Seguramente tal situación da origen a otra de las grandes dificultades que solemos discutir los maestros: subjetivamente seguimos suponiendo la preexistencia de la ley mientras que los estudiantes suponen la hegemonía de la opinión. La cuestión no es cuál supuesto se impone sobre el otro, sino cómo se instaura algo, dado que los supuestos no son compartidos. No se trata del retorno a la idea de la imprescindibilidad de la ley, sino de una vía de subjetivación distinta que es la de proponer reglas. La regla no se relaciona con el bien, no tiene que ver con la totalidad de sentido, tiene que permitir jugar a lo que queremos jugar. Pero no hay una precedencia justificada, cristalizada, teologizada, sino que hay una pura necesidad de así no se puede.
En general los maestros no podemos pensar una regla temporaria, precaria. Como herederos de la subjetividad estatal suponemos la preexistencia trascendente de la ley; justa o injusta, la ley preexiste. Cuando no es así, nos desarmonizamos. Debemos repensar el concepto de tiempo, el concepto de ley y rehacer una nueva manera de interpretar las relaciones pedagógicas basadas en reglas construidas y reconstruidas permanentemente..
En segundo término, menciono cuatro aspectos, que todos sabemos que deberían encararse con un criterio renovador:
1, Capacitar docentes para que sean capaces de construir aprendizajes que otorguen primordial significado a la importancia y el placer de aprender en un mundo complejo y vertiginoso. Desde luego que esta capacitación la pienso como maestro de lo corporal, desde una disciplina que, en la escuela, se encarga de tal instancia.

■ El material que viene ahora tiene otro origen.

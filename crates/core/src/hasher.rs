use std::net::{IpAddr, SocketAddr};
use std::sync::Arc;

use sha2::{Digest, Sha256};

use crate::salt::SaltManager;

/// One-way digest of a client identifier under the current day's salt.
///
/// Output is 64 lowercase hex characters. The same identifier hashes the same
/// way for the rest of the UTC day and differently on any other day.
#[derive(Clone)]
pub struct IdentifierHasher {
    salts: Arc<SaltManager>,
}

impl IdentifierHasher {
    pub fn new(salts: Arc<SaltManager>) -> Self {
        Self { salts }
    }

    pub fn hash(&self, identifier: &str) -> String {
        let salt = self.salts.current_salt();
        let mut hasher = Sha256::new();
        hasher.update(salt);
        hasher.update(b":");
        hasher.update(identifier.as_bytes());
        hex::encode(hasher.finalize())
    }
}

/// The identifier used for rate limiting: the first `X-Forwarded-For` entry
/// when a proxy supplied one, otherwise the peer address. Ports are dropped.
pub fn client_identifier(peer: Option<IpAddr>, forwarded_for: Option<&str>) -> String {
    let forwarded = forwarded_for
        .and_then(|value| value.split(',').map(str::trim).find(|entry| !entry.is_empty()));

    if let Some(entry) = forwarded {
        return strip_port(entry);
    }

    peer.map(|ip| ip.to_string())
        .unwrap_or_else(|| "unknown".to_string())
}

fn strip_port(entry: &str) -> String {
    if let Ok(addr) = entry.parse::<SocketAddr>() {
        return addr.ip().to_string();
    }
    if let Ok(ip) = entry.parse::<IpAddr>() {
        return ip.to_string();
    }
    match entry.rsplit_once(':') {
        // host:port where host is not an IPv6 literal
        Some((host, port)) if !host.contains(':') && port.parse::<u16>().is_ok() => {
            host.to_string()
        }
        _ => entry.to_string(),
    }
}
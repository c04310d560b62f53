use notice_core::types::NewSubscription;
use sqlx::SqlitePool;

use crate::models::PushSubscription;

/// Insert, or refresh keys, geohash and `updated_at` for a known endpoint.
pub async fn upsert(
    pool: &SqlitePool,
    id: &str,
    subscription: &NewSubscription,
    now_ms: i64,
) -> Result<PushSubscription, sqlx::Error> {
    sqlx::query_as::<_, PushSubscription>(
        r#"
        INSERT INTO push_subscriptions
            (id, endpoint, keys_p256dh, keys_auth, geohash, created_at, updated_at)
        VALUES (?1, ?2, ?3, ?4, ?5, ?6, ?6)
        ON CONFLICT (endpoint) DO UPDATE SET
            keys_p256dh = excluded.keys_p256dh,
            keys_auth = excluded.keys_auth,
            geohash = excluded.geohash,
            updated_at = excluded.updated_at
        RETURNING id, endpoint, keys_p256dh, keys_auth, geohash, created_at, updated_at
        "#,
    )
    .bind(id)
    .bind(&subscription.endpoint)
    .bind(&subscription.keys.p256dh)
    .bind(&subscription.keys.auth)
    .bind(&subscription.geohash)
    .bind(now_ms)
    .fetch_one(pool)
    .await
}

pub async fn delete_by_endpoint(pool: &SqlitePool, endpoint: &str) -> Result<u64, sqlx::Error> {
    let result = sqlx::query("DELETE FROM push_subscriptions WHERE endpoint = ?1")
        .bind(endpoint)
        .execute(pool)
        .await?;
    Ok(result.rows_affected())
}

pub async fn delete_by_id(pool: &SqlitePool, id: &str) -> Result<u64, sqlx::Error> {
    let result = sqlx::query("DELETE FROM push_subscriptions WHERE id = ?1")
        .bind(id)
        .execute(pool)
        .await?;
    Ok(result.rows_affected())
}

pub async fn list_by_geohash_prefix(
    pool: &SqlitePool,
    prefix: &str,
    limit: i64,
) -> Result<Vec<PushSubscription>, sqlx::Error> {
    sqlx::query_as::<_, PushSubscription>(
        r#"
        SELECT id, endpoint, keys_p256dh, keys_auth, geohash, created_at, updated_at
        FROM push_subscriptions
        WHERE geohash LIKE ?1 || '%'
        LIMIT ?2
        "#,
    )
    .bind(prefix)
    .bind(limit)
    .fetch_all(pool)
    .await
}

pub async fn delete_updated_before(
    pool: &SqlitePool,
    cutoff_ms: i64,
    limit: i64,
) -> Result<u64, sqlx::Error> {
    let result = sqlx::query(
        r#"
        DELETE FROM push_subscriptions
        WHERE id IN (
            SELECT id FROM push_subscriptions
            WHERE updated_at < ?1
            ORDER BY updated_at
            LIMIT ?2
        )
        "#,
    )
    .bind(cutoff_ms)
    .bind(limit)
    .execute(pool)
    .await?;
    Ok(result.rows_affected())
}
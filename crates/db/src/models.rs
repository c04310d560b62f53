use serde::{Deserialize, Serialize};
use sqlx::FromRow;

/// Timestamps are unix milliseconds (UTC).
#[derive(Debug, Clone, Serialize, Deserialize, FromRow, PartialEq)]
pub struct Report {
    pub id: String,
    pub geohash: String,
    pub kind: String,
    pub description: Option<String>,
    pub lat: f64,
    pub long: f64,
    pub confirmations: i64,
    pub disputes: i64,
    pub created_at: i64,
    pub updated_at: i64,
}

#[derive(Debug, Clone, FromRow)]
pub struct RateLimitHash {
    pub id: String,
    pub hash: String,
    pub created_at: i64,
}

#[derive(Debug, Clone, FromRow)]
pub struct PushSubscription {
    pub id: String,
    pub endpoint: String,
    pub keys_p256dh: String,
    pub keys_auth: String,
    pub geohash: String,
    pub created_at: i64,
    pub updated_at: i64,
}
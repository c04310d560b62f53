use std::sync::Arc;

use chrono::SecondsFormat;
use notice_core::config::TelegramSettings;
use notice_core::types::ReportType;
use notice_db::models::Report;
use tokio::task::JoinHandle;
use tracing::{info, warn};

use crate::telegram::{ChatSender, SendMessage};

const NO_DESCRIPTION: &str = "No description provided";

#[derive(Clone)]
pub struct AlertContext {
    pub sender: Arc<dyn ChatSender>,
    pub telegram: TelegramSettings,
}

/// Run [`post`] on its own task. Callers normally drop the handle.
pub fn spawn(ctx: Arc<AlertContext>, report: Report) -> JoinHandle<bool> {
    tokio::spawn(async move { post(&ctx, &report).await })
}

/// Announce `report` in the configured chat. Returns whether Telegram
/// accepted the message; failures are only logged.
pub async fn post(ctx: &AlertContext, report: &Report) -> bool {
    let message = SendMessage::markdown(&ctx.telegram.chat_id, format_message(report));

    match ctx.sender.send_message(&ctx.telegram.bot_token, &message).await {
        Ok(response) if response.status == 200 => {
            info!(report_id = %report.id, "channel alert sent");
            true
        }
        Ok(response) => {
            warn!(
                report_id = %report.id,
                status = response.status,
                body = %response.body,
                "telegram rejected channel alert"
            );
            false
        }
        Err(err) => {
            warn!(report_id = %report.id, error = %err, "channel alert failed");
            false
        }
    }
}

pub fn format_message(report: &Report) -> String {
    let (icon, label) = match report.kind.parse::<ReportType>() {
        Ok(kind) => (kind.icon(), kind.label().to_string()),
        Err(_) => ("📍", report.kind.clone()),
    };
    let description = report
        .description
        .as_deref()
        .filter(|d| !d.is_empty())
        .unwrap_or(NO_DESCRIPTION);
    let (lat, long) = (report.lat, report.long);
    let map_link = format!("https://www.openstreetmap.org/?mlat={lat}&mlon={long}#map=17/{lat}/{long}");
    let created_at =
        notice_db::from_millis(report.created_at).to_rfc3339_opts(SecondsFormat::Millis, true);

    format!(
        "{icon} *{label}*\n\n📝 {description}\n\n📍 [View Location]({map_link})\n🗺️ Geohash: `{}`\n⏰ {created_at}",
        report.geohash
    )
}
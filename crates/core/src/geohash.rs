//! Geohash string checks. Proximity is a shared prefix, nothing more.

pub const ALPHABET: &str = "0123456789bcdefghjkmnpqrstuvwxyz";

/// Length of the shared prefix that counts as "nearby" (a cell of roughly
/// 20 km by 20 km).
pub const PROXIMITY_PREFIX_LEN: usize = 4;

pub const REPORT_MIN_LEN: usize = 6;
pub const MAX_LEN: usize = 12;

/// True when every character belongs to the geohash base32 alphabet.
pub fn is_valid(geohash: &str) -> bool {
    !geohash.is_empty() && geohash.chars().all(|c| ALPHABET.contains(c))
}

pub fn is_valid_len(geohash: &str, min: usize) -> bool {
    is_valid(geohash) && (min..=MAX_LEN).contains(&geohash.len())
}

/// Looser check for subscriber cells: lowercase ASCII alphanumerics only.
/// Subscriptions are matched by prefix and never decoded, so the stricter
/// alphabet is not enforced for them.
pub fn is_cell_len(geohash: &str, min: usize) -> bool {
    (min..=MAX_LEN).contains(&geohash.len())
        && geohash
            .chars()
            .all(|c| c.is_ascii_digit() || c.is_ascii_lowercase())
}

/// The prefix used to match subscriptions near a report, if the geohash is
/// long enough to have one.
pub fn proximity_prefix(geohash: &str) -> Option<&str> {
    if !is_valid(geohash) {
        return None;
    }
    geohash.get(..PROXIMITY_PREFIX_LEN)
}
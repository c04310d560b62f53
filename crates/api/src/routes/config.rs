use axum::{extract::State, routing::get, Json, Router};
use notice_core::config::RegionSettings;
use serde::Serialize;

use crate::state::AppState;

pub fn router(state: AppState) -> Router {
    Router::new()
        .route("/api/config", get(public_config))
        .with_state(state)
}

/// Public, unauthenticated settings the frontend needs before its first
/// request.
#[derive(Debug, Serialize)]
pub struct ConfigResponse {
    region: RegionResponse,
}

#[derive(Debug, Serialize, PartialEq)]
pub struct RegionResponse {
    name: String,
    lat: f64,
    long: f64,
    zoom: u8,
}

impl From<&RegionSettings> for RegionResponse {
    fn from(region: &RegionSettings) -> Self {
        Self {
            name: region.name.clone(),
            lat: region.lat,
            long: region.long,
            zoom: region.zoom,
        }
    }
}

async fn public_config(State(state): State<AppState>) -> Json<ConfigResponse> {
    Json(ConfigResponse {
        region: RegionResponse::from(&state.settings.region),
    })
}
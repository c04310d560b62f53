use std::sync::Arc;
use std::time::Duration;

use futures_util::stream::{self, StreamExt};
use notice_core::credentials::PushCredentials;
use notice_core::geohash;
use notice_core::types::{valid_latitude, valid_longitude, NotificationPayload, ReportType};
use notice_db::models::{PushSubscription, Report};
use sqlx::SqlitePool;
use tokio::task::JoinHandle;
use tracing::{debug, error, info, warn};

use crate::push::{PushGateway, PushOptions, PushTarget};

/// Most subscriptions notified for a single report.
pub const FANOUT_LIMIT: i64 = 100;
/// How long the push service may hold an undelivered message.
pub const PUSH_TTL_SECS: u32 = 3600;
const ENDPOINT_LOG_CHARS: usize = 40;

#[derive(Clone)]
pub struct NotifyContext {
    pub db: SqlitePool,
    pub gateway: Arc<dyn PushGateway>,
    pub credentials: Option<Arc<PushCredentials>>,
    pub subject: String,
    pub delivery_timeout: Duration,
    pub concurrency: usize,
}

#[derive(Debug, Clone, Copy, Default, PartialEq, Eq)]
pub struct DispatchSummary {
    pub found: usize,
    pub attempted: usize,
    pub delivered: usize,
    pub pruned: usize,
}

enum Outcome {
    Delivered,
    Gone { pruned: bool },
    Failed,
}

/// Run [`dispatch`] on its own task. Callers normally drop the handle.
pub fn spawn(ctx: Arc<NotifyContext>, report: Report) -> JoinHandle<DispatchSummary> {
    tokio::spawn(async move { dispatch(&ctx, &report).await })
}

/// Push a notification for `report` to every subscription in the same
/// 4-character geohash cell. Failures are logged, never returned.
pub async fn dispatch(ctx: &NotifyContext, report: &Report) -> DispatchSummary {
    let mut summary = DispatchSummary::default();

    if report.kind.parse::<ReportType>().is_err()
        || !valid_latitude(report.lat)
        || !valid_longitude(report.long)
    {
        warn!(report_id = %report.id, "report failed validation, skipping notifications");
        return summary;
    }
    let Some(prefix) = geohash::proximity_prefix(&report.geohash) else {
        warn!(report_id = %report.id, "report geohash too short for proximity match");
        return summary;
    };

    let Some(credentials) = ctx.credentials.as_deref() else {
        warn!(target: "security", "push credentials unavailable, notifications disabled");
        return summary;
    };

    let payload = NotificationPayload::for_report(
        &report.id,
        &report.kind,
        report.description.as_deref(),
        report.lat,
        report.long,
    );
    let payload = match serde_json::to_vec(&payload) {
        Ok(bytes) => bytes,
        Err(err) => {
            error!(error = %err, report_id = %report.id, "failed to encode notification payload");
            return summary;
        }
    };

    let subscriptions =
        match notice_db::queries::push_subscriptions::list_by_geohash_prefix(&ctx.db, prefix, FANOUT_LIMIT)
            .await
        {
            Ok(subscriptions) => subscriptions,
            Err(err) => {
                error!(error = %err, report_id = %report.id, "failed to load nearby subscriptions");
                return summary;
            }
        };
    summary.found = subscriptions.len();

    let deliverable: Vec<PushSubscription> = subscriptions
        .into_iter()
        .filter(|sub| {
            !sub.endpoint.is_empty() && !sub.keys_p256dh.is_empty() && !sub.keys_auth.is_empty()
        })
        .collect();
    summary.attempted = deliverable.len();

    let options = PushOptions {
        credentials,
        subject: &ctx.subject,
        ttl_secs: PUSH_TTL_SECS,
    };

    let outcomes: Vec<Outcome> = stream::iter(deliverable)
        .map(|sub| deliver(ctx, &payload, &options, sub))
        .buffer_unordered(ctx.concurrency.max(1))
        .collect()
        .await;

    for outcome in outcomes {
        match outcome {
            Outcome::Delivered => summary.delivered += 1,
            Outcome::Gone { pruned: true } => summary.pruned += 1,
            Outcome::Gone { pruned: false } | Outcome::Failed => {}
        }
    }

    info!(
        report_id = %report.id,
        found = summary.found,
        attempted = summary.attempted,
        delivered = summary.delivered,
        pruned = summary.pruned,
        "notification dispatch finished"
    );
    summary
}

async fn deliver(
    ctx: &NotifyContext,
    payload: &[u8],
    options: &PushOptions<'_>,
    sub: PushSubscription,
) -> Outcome {
    let target = PushTarget {
        endpoint: &sub.endpoint,
        p256dh: &sub.keys_p256dh,
        auth: &sub.keys_auth,
    };
    let endpoint = short_endpoint(&sub.endpoint);

    let result = tokio::time::timeout(
        ctx.delivery_timeout,
        ctx.gateway.send(payload, &target, options),
    )
    .await;

    match result {
        Ok(Ok(response)) if response.is_success() => {
            debug!(endpoint, status = response.status, "push delivered");
            Outcome::Delivered
        }
        Ok(Ok(response)) if response.is_gone() => {
            match notice_db::queries::push_subscriptions::delete_by_id(&ctx.db, &sub.id).await {
                Ok(_) => {
                    info!(endpoint, status = response.status, "removed expired push subscription");
                    Outcome::Gone { pruned: true }
                }
                Err(err) => {
                    error!(error = %err, endpoint, "failed to remove expired push subscription");
                    Outcome::Gone { pruned: false }
                }
            }
        }
        Ok(Ok(response)) => {
            warn!(endpoint, status = response.status, "push service rejected notification");
            Outcome::Failed
        }
        Ok(Err(err)) => {
            warn!(error = %err, endpoint, "push delivery failed");
            Outcome::Failed
        }
        Err(_) => {
            warn!(endpoint, timeout_ms = ctx.delivery_timeout.as_millis() as u64, "push delivery timed out");
            Outcome::Failed
        }
    }
}

fn short_endpoint(endpoint: &str) -> &str {
    match endpoint.char_indices().nth(ENDPOINT_LOG_CHARS) {
        Some((idx, _)) => &endpoint[..idx],
        None => endpoint,
    }
}
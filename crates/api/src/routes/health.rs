use axum::{routing::get, Json, Router};
use serde::Serialize;

use crate::state::AppState;

#[derive(Serialize)]
struct HealthResponse {
    status: &'static str,
}

pub fn router(state: AppState) -> Router {
    Router::new().route("/health", get(health)).with_state(state)
}

async fn health() -> Json<HealthResponse> {
    Json(HealthResponse { status: "ok" })
}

2. Reformular el currículo: Ante la rigidez típica que caracteriza a la escuela secundaria, hay que decidirse de una vez a flexibilizar, dinamizar y generar nuevas opciones como materias optativas, seminarios y talleres que dejen entrar cuestiones propias de la adolescencia. Permitiendo que los estudiantes sean parte activa de las decisiones a la hora de aprender.
3. Disciplina y convivencia: En un colegio de vanguardia, conviven en armonía ambas cosas.
4. Ejemplaridad: ¿Es posible que la rectora del Mariano Acosta, institución con 131 años de vida, en la fiesta final de curso moje a los chicos con una manguera de incendio y participe de los festejos, de igual a igual con ellos? ¿Adónde va a parar tal ejemplaridad? De esa manera se rompe la asimetría que debe existir entre docentes y alumnos.
Como cierre diría que existe una investidura estatal de la escuela, que hoy es lo que se retira, lo que parece caer. Sin embargo, seguirá habiendo escuelas en la medida que haya padres y maestros que sigan creyendo en ese gran relato que narra la benéfica transformación humana a través de ellas.